Пиво он глотал прямо из горлышка… Я выпил чай, сжевал несколько бутербродов с колбасой и стал смотреть в окно. Поезд шел по пригородным путям, среди всяких эстакад, водокачек, закопченных зданий и замерших на рельсах цистерн. Неинтересно. Я спросил, можно ли пойти в застекленную часть вагона. Там сквозь прозрачную крышу наверняка видны облака — смотри на них сколько угодно. Мерцалов рыгнул и разрешил. Знал, что никуда я не денусь. И сам я это знал. В самом деле — поводок покрепче якорной цепи…
В прозрачном помещении стояли несколько мягких откидных кресел. Сиди и бездельничай. Ну, я и сел…
Стеклянная крыша была чистая, словно только что промытая. Над ней бежали назад электропровода, мелькали кронштейны столбов. А облака почти не двигались — так, по крайней мере, казалось. Они были громадные, желто-белые. Такие пушистые груды. А небо между ними — очень синее.
Мне нравилось глядеть на облака, потому что они были свободные. Никто не мог им ничего приказать. И ничего не мог с ними сделать. Ни ментухайские генералы, ни начальник спецшколы, ни сам Регент. И я хоть капельку, хоть чуть-чуть и на малое время, но все же впитывал в себя частички этой их свободы. И старался не думать больше ни о чем. Только про облака…
Но все же иногда я поглядывал по сторонам. И увидел, что пригороды наконец остались позади. По сторонам раскидывались зеленеющие равнины с деревнями, колоколенками, речками, перелесками. Поезд почти все время шел по насыпям, на высоте, и можно было представить, что ты в самолете (по правде-то я никогда не летал). Иногда под колесами гремели мосты, мелькали за стеклами железные конструкции…

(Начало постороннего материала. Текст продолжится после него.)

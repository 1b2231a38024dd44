//! Periodic Transmission machine (802.1AX-2014 6.4.13).

use crate::event::{Action, Actions};
use crate::fsm::StateHolder;
use crate::port::PortVars;
use crate::timers::{TimerKind, FAST_PERIODIC, SLOW_PERIODIC};

#[derive(Debug, Clone, Copy, PartialEq, Eq)]
pub enum PeriodicState {
    NoPeriodic,
    FastPeriodic,
    SlowPeriodic,
    PeriodicTx,
}

#[derive(Debug)]
pub enum PeriodicEvent {
    Begin,
    /// Port status, activity or the partner's timeout preference changed.
    Evaluate,
    TimerExpired,
}

/// Keeps LACPDUs flowing at the rate the partner asked for.
#[derive(Debug)]
pub struct PeriodicMachine {
    state: StateHolder<PeriodicState>,
}

impl PeriodicMachine {
    pub fn new(port: u16) -> Self {
        PeriodicMachine {
            state: StateHolder::new("periodic", port as u32, PeriodicState::NoPeriodic),
        }
    }

    pub fn state(&self) -> PeriodicState {
        self.state.current()
    }

    pub fn state_name(&self) -> &'static str {
        match self.state.current() {
            PeriodicState::NoPeriodic => "NO_PERIODIC",
            PeriodicState::FastPeriodic => "FAST_PERIODIC",
            PeriodicState::SlowPeriodic => "SLOW_PERIODIC",
            PeriodicState::PeriodicTx => "PERIODIC_TX",
        }
    }

    /// Nothing to send when the port is down, LACP is off, or both ends
    /// are passive.
    fn should_run(vars: &PortVars) -> bool {
        vars.port_enabled
            && vars.lacp_enabled
            && (vars.actor_oper_state.activity() || vars.partner_oper.state.activity())
    }

    pub fn on_event(&mut self, vars: &mut PortVars, event: PeriodicEvent, actions: &mut Actions) {
        match event {
            PeriodicEvent::Begin => {
                self.enter_no_periodic(actions);
                if Self::should_run(vars) {
                    self.enter_fast(actions);
                }
            }
            PeriodicEvent::Evaluate => {
                if !Self::should_run(vars) {
                    if self.state.current() != PeriodicState::NoPeriodic {
                        self.enter_no_periodic(actions);
                    }
                    return;
                }
                match self.state.current() {
                    PeriodicState::NoPeriodic => self.enter_fast(actions),
                    // the partner slowed down: finish the slow interval instead
                    PeriodicState::FastPeriodic => {
                        if !vars.partner_oper.state.short_timeout() {
                            self.enter_slow(actions);
                        }
                    }
                    // the partner sped up: transmit now rather than in 30s
                    PeriodicState::SlowPeriodic => {
                        if vars.partner_oper.state.short_timeout() {
                            self.periodic_tx(vars, actions);
                        }
                    }
                    PeriodicState::PeriodicTx => {}
                }
            }
            PeriodicEvent::TimerExpired => match self.state.current() {
                PeriodicState::FastPeriodic | PeriodicState::SlowPeriodic => {
                    self.periodic_tx(vars, actions)
                }
                _ => self.state.ignored(&event),
            },
        }
    }

    fn enter_no_periodic(&mut self, actions: &mut Actions) {
        self.state.transition(PeriodicState::NoPeriodic);
        actions.push(Action::StopTimer(TimerKind::Periodic));
    }

    fn enter_fast(&mut self, actions: &mut Actions) {
        self.state.transition(PeriodicState::FastPeriodic);
        actions.push(Action::StartTimer(TimerKind::Periodic, FAST_PERIODIC));
    }

    fn enter_slow(&mut self, actions: &mut Actions) {
        self.state.transition(PeriodicState::SlowPeriodic);
        actions.push(Action::StartTimer(TimerKind::Periodic, SLOW_PERIODIC));
    }

    /// PERIODIC_TX entry plus the unconditional fall-through edge back to
    /// the rate the partner currently asks for.
    fn periodic_tx(&mut self, vars: &PortVars, actions: &mut Actions) {
        self.state.transition(PeriodicState::PeriodicTx);
        actions.push(Action::Ntt);
        if vars.partner_oper.state.short_timeout() {
            self.enter_fast(actions);
        } else {
            self.enter_slow(actions);
        }
    }
}

#[cfg(test)]
mod tests {
    use super::*;
    use crate::port::test_support::test_vars;
    use sonic_lacp_types::LacpState;

    #[test]
    fn test_begin_starts_fast_when_active() {
        let mut vars = test_vars();
        let mut ptx = PeriodicMachine::new(1);
        let mut actions = Vec::new();
        ptx.on_event(&mut vars, PeriodicEvent::Begin, &mut actions);

        assert_eq!(ptx.state(), PeriodicState::FastPeriodic);
        assert!(actions
            .iter()
            .any(|a| matches!(a, Action::StartTimer(TimerKind::Periodic, d) if *d == FAST_PERIODIC)));
    }

    #[test]
    fn test_both_passive_stops_periodic() {
        let mut vars = test_vars();
        vars.actor_oper_state.clear(LacpState::ACTIVITY);
        vars.partner_oper.state.clear(LacpState::ACTIVITY);
        let mut ptx = PeriodicMachine::new(1);
        let mut actions = Vec::new();
        ptx.on_event(&mut vars, PeriodicEvent::Begin, &mut actions);

        assert_eq!(ptx.state(), PeriodicState::NoPeriodic);
    }

    #[test]
    fn test_timer_expiry_sets_ntt_and_rearms() {
        let mut vars = test_vars();
        // partner asks for fast rate
        vars.partner_oper.state.set(LacpState::TIMEOUT);
        let mut ptx = PeriodicMachine::new(1);
        let mut actions = Vec::new();
        ptx.on_event(&mut vars, PeriodicEvent::Begin, &mut actions);
        actions.clear();

        ptx.on_event(&mut vars, PeriodicEvent::TimerExpired, &mut actions);
        assert_eq!(ptx.state(), PeriodicState::FastPeriodic);
        assert!(actions.iter().any(|a| matches!(a, Action::Ntt)));
        assert!(actions
            .iter()
            .any(|a| matches!(a, Action::StartTimer(TimerKind::Periodic, d) if *d == FAST_PERIODIC)));
    }

    #[test]
    fn test_partner_long_timeout_selects_slow_interval() {
        let mut vars = test_vars();
        vars.partner_oper.state.clear(LacpState::TIMEOUT);
        let mut ptx = PeriodicMachine::new(1);
        let mut actions = Vec::new();
        ptx.on_event(&mut vars, PeriodicEvent::Begin, &mut actions);
        assert_eq!(ptx.state(), PeriodicState::FastPeriodic);
        actions.clear();

        // first expiry transmits, then settles on the slow interval
        ptx.on_event(&mut vars, PeriodicEvent::TimerExpired, &mut actions);
        assert_eq!(ptx.state(), PeriodicState::SlowPeriodic);

        // partner flips back to short timeout: transmit immediately
        actions.clear();
        vars.partner_oper.state.set(LacpState::TIMEOUT);
        ptx.on_event(&mut vars, PeriodicEvent::Evaluate, &mut actions);
        assert_eq!(ptx.state(), PeriodicState::FastPeriodic);
        assert!(actions.iter().any(|a| matches!(a, Action::Ntt)));
    }

    #[test]
    fn test_port_down_enters_no_periodic() {
        let mut vars = test_vars();
        let mut ptx = PeriodicMachine::new(1);
        let mut actions = Vec::new();
        ptx.on_event(&mut vars, PeriodicEvent::Begin, &mut actions);
        actions.clear();

        vars.port_enabled = false;
        ptx.on_event(&mut vars, PeriodicEvent::Evaluate, &mut actions);
        assert_eq!(ptx.state(), PeriodicState::NoPeriodic);
        assert!(actions
            .iter()
            .any(|a| matches!(a, Action::StopTimer(TimerKind::Periodic))));
    }
}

Раза два появлялся Мерцалов: проверить, на месте ли я (будто я мог сбежать!). Кивал и говорил:
— Любуешься? Правильно. Впитывай красоты просторов родной Империи, это облагораживает душу…
Хотелось послать его подальше, но ведь запрёт в купе, гад такой, и задернет шторки, да еще надает по морде…
Потом он позвал меня обедать. Надо же, как быстро пролетели полдня!
Обед был такой, какого я сроду не пробовал. Вкуснятина! Суп назывался «солянка сборная» (как наш поезд, хихикнул я) и пахнул всякими заморскими травами и приправами. А больше всего мне понравилось похожее на стружки мясо с мелким жареным картофелем («бефстроганов»). Объеденье…
— Добавки хочешь? — спросил размякший от пива Мерцалов. Я не стал изображать гордого, и он заказал еще порцию…
От сытости я осоловел и спросил: нельзя ли прилечь? (В школе спать днем не разрешалось: нарушение режима). Мерцалов опять проявил великодушие…
Я проспал почти до вечера. Когда открыл глаза, солнце было уже вечернее, желтое. Мерцалов спал носом к спинке дивана. Я осторожно натянул ботинки. Он сразу проснулся:
— Ты куда?
Я сказал, что в туалет.
— А потом туда, где был днем, в кресло. Если вы позволите…
Он позволил:
— Валяй… — Наверно, ему не очень-то интересно было торчать тут со мной с глазу на глаз.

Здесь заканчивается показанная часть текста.